• **Task item**
The job is to find each line in the entries holding the string "PUNCTUATORS" and copy that line.

Dataset entries:
== Segment start ==

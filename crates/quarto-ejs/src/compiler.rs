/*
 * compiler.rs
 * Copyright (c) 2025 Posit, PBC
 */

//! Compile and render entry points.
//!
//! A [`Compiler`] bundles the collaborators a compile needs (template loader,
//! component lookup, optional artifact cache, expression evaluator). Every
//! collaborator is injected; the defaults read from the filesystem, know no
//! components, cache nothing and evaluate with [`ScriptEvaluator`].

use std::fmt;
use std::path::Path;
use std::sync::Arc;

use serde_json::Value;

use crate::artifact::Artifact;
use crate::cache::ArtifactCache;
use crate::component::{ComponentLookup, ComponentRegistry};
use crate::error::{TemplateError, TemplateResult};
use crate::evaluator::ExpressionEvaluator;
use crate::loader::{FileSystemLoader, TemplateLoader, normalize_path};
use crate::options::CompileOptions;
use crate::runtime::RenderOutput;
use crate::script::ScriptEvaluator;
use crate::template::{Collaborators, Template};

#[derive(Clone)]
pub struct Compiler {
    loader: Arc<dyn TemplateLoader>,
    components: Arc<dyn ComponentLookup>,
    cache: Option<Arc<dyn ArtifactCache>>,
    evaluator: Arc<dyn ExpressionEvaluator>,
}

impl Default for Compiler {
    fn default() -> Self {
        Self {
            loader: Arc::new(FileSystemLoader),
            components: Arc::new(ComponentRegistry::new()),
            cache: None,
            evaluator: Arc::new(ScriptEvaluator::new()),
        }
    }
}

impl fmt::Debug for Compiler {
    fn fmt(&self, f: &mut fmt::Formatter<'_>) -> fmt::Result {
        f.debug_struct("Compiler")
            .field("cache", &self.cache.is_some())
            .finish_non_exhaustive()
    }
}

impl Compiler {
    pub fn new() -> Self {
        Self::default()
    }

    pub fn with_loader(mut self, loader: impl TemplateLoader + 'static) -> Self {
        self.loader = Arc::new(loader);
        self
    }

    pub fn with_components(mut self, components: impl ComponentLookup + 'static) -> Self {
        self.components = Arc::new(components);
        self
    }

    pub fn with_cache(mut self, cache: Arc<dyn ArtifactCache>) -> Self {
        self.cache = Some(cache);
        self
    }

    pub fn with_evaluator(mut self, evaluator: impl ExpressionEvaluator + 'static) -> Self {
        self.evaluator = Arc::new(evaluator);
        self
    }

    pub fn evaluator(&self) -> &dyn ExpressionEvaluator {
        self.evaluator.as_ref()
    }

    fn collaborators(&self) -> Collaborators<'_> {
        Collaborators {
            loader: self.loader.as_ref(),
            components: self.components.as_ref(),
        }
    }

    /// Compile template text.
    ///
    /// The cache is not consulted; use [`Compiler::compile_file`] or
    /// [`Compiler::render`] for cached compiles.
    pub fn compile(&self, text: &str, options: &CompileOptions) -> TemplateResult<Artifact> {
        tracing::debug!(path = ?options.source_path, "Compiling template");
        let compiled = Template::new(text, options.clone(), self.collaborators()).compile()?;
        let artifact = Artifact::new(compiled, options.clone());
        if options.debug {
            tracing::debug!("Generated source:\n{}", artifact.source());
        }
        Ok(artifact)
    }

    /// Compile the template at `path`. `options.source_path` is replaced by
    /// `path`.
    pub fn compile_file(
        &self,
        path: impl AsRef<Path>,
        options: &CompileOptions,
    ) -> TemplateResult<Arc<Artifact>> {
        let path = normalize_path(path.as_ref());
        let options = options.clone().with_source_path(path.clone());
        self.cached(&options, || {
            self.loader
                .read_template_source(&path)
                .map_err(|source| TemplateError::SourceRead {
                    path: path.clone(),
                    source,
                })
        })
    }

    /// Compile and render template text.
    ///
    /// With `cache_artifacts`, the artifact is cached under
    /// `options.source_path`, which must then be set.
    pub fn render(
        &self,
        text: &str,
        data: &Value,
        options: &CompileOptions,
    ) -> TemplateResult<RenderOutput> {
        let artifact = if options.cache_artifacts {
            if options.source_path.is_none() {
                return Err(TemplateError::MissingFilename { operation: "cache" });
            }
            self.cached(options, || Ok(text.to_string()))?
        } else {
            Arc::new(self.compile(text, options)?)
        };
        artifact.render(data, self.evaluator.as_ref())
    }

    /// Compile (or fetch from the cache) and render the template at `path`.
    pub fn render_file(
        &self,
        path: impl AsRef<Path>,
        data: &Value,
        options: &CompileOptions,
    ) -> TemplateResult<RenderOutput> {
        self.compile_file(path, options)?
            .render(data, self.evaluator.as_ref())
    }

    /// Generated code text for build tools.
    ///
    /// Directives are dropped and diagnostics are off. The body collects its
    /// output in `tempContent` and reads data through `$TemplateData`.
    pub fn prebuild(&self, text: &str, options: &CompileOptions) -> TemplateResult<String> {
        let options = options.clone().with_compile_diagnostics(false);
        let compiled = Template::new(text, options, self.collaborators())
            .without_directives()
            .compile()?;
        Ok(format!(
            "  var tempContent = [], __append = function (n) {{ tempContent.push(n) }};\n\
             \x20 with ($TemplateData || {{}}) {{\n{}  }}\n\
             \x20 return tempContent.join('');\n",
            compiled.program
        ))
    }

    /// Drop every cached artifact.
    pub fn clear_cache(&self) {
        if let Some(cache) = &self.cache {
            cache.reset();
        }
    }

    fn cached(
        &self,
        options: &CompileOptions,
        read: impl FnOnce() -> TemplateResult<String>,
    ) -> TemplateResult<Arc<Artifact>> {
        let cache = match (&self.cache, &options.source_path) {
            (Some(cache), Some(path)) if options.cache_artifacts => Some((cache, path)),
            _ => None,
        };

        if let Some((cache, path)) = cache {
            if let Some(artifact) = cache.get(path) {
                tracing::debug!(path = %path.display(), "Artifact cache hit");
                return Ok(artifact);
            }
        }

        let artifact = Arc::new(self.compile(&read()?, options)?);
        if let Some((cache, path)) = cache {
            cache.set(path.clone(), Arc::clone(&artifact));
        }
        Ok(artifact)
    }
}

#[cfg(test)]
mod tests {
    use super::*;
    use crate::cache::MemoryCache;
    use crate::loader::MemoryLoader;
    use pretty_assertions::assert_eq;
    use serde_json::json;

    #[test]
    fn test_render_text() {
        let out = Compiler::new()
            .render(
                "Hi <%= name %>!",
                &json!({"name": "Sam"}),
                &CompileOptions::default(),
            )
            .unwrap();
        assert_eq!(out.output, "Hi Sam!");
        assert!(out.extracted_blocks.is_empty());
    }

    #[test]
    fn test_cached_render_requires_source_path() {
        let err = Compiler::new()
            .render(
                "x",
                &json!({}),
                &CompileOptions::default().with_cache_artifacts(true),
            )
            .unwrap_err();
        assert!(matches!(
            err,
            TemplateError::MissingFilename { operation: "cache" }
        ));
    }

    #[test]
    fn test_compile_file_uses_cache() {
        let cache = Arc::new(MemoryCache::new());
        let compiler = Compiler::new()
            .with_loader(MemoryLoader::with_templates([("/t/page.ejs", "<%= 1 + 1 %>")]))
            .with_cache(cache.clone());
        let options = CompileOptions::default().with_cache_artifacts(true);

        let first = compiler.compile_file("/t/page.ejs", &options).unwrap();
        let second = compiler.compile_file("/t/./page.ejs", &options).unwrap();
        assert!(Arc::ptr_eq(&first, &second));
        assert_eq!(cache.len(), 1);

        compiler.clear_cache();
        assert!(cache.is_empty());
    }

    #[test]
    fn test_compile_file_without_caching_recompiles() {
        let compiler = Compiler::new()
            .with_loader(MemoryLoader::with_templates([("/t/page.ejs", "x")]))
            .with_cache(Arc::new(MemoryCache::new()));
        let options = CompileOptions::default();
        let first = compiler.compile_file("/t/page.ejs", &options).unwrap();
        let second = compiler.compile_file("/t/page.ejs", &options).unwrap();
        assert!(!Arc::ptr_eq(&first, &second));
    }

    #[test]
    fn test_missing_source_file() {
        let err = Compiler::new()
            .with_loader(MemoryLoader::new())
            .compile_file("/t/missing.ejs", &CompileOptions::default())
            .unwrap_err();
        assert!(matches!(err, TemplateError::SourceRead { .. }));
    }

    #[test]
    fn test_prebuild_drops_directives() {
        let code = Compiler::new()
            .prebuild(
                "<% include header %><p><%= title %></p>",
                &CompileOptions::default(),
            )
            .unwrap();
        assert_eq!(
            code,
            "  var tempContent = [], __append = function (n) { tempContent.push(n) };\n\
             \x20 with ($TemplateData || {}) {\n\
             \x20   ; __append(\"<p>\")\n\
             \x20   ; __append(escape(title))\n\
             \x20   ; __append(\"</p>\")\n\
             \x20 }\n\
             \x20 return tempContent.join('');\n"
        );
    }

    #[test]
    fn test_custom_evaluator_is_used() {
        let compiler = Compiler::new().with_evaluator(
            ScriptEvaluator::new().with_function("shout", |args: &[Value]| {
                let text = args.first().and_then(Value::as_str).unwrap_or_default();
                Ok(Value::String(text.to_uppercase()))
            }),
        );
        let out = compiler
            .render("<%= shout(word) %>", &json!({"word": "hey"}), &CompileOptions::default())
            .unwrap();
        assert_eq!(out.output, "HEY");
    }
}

== Segment end ==
== Segment start ==

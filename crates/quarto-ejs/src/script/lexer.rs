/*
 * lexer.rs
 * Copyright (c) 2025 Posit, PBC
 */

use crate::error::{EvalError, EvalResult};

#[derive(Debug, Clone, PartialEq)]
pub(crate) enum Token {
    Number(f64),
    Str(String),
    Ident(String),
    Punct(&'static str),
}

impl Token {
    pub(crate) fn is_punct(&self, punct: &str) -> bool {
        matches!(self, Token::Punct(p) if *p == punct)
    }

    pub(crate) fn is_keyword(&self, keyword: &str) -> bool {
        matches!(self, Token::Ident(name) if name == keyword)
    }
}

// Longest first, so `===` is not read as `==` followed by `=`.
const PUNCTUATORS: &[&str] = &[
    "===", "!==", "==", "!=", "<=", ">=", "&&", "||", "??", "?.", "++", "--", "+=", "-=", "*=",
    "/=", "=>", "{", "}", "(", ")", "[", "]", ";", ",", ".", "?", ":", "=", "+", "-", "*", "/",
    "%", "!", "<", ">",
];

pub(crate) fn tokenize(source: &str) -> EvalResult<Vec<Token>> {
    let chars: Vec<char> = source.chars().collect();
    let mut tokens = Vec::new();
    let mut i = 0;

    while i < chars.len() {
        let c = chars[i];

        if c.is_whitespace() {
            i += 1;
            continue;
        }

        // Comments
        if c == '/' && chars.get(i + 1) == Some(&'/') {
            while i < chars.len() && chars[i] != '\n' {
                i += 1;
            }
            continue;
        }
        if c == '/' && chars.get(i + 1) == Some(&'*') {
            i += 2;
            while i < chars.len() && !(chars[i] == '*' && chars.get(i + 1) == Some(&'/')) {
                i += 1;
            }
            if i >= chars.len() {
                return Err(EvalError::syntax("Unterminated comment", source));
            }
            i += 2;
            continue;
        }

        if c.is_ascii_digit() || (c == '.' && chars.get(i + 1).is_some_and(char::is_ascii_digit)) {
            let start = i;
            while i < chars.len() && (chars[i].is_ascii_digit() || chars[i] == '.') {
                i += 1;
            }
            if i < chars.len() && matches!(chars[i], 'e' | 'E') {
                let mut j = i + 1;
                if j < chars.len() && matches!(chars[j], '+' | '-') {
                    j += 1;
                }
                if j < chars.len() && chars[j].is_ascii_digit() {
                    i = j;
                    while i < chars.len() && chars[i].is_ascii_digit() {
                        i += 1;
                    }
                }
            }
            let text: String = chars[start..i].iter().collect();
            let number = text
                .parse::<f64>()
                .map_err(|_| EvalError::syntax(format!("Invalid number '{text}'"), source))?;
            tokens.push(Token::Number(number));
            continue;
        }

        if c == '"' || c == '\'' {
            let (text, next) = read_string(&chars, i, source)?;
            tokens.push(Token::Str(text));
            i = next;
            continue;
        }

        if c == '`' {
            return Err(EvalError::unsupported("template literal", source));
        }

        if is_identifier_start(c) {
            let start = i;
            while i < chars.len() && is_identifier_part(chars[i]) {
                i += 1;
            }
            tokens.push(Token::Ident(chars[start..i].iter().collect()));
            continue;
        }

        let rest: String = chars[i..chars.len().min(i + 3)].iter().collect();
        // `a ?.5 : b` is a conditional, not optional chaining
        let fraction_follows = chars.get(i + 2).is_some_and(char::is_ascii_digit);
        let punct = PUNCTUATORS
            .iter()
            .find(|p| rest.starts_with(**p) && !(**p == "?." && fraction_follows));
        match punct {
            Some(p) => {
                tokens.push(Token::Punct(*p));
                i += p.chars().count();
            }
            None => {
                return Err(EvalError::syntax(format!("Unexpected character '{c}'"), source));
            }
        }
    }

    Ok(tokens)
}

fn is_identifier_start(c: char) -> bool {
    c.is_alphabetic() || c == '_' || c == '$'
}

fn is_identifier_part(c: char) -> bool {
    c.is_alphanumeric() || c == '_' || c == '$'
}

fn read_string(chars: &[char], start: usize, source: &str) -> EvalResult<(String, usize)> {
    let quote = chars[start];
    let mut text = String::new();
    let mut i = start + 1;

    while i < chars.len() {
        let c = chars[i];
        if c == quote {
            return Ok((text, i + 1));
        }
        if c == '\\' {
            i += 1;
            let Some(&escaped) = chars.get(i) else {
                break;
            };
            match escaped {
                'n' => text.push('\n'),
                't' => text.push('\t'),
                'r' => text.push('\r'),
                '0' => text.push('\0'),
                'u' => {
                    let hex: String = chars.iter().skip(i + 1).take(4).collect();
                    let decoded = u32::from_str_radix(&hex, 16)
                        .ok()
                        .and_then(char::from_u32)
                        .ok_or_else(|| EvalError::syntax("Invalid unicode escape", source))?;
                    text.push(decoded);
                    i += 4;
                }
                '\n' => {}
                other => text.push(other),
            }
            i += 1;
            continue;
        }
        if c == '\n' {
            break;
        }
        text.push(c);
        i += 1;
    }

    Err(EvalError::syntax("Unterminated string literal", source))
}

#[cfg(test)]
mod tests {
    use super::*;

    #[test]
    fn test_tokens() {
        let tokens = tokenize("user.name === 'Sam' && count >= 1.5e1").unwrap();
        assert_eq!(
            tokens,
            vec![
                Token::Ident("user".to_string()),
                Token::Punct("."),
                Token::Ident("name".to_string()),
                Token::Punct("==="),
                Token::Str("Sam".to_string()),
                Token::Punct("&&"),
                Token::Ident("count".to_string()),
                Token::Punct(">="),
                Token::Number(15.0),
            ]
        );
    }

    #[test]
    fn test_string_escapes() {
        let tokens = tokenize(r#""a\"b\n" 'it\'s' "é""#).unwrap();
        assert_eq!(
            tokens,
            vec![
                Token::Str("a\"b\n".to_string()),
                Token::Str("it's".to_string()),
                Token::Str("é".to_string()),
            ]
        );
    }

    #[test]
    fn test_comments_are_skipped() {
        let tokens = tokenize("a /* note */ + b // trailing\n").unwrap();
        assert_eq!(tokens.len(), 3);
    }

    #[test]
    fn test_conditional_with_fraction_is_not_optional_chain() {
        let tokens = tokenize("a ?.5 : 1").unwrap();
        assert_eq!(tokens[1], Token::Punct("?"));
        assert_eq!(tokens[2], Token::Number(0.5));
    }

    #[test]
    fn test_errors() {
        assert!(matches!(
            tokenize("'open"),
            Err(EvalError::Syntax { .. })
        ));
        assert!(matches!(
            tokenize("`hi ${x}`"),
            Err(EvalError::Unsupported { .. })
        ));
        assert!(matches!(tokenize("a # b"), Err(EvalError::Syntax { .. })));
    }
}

== Segment end ==

• **Exercise output**
const PUNCTUATORS: &[&str] = &[
        let punct = PUNCTUATORS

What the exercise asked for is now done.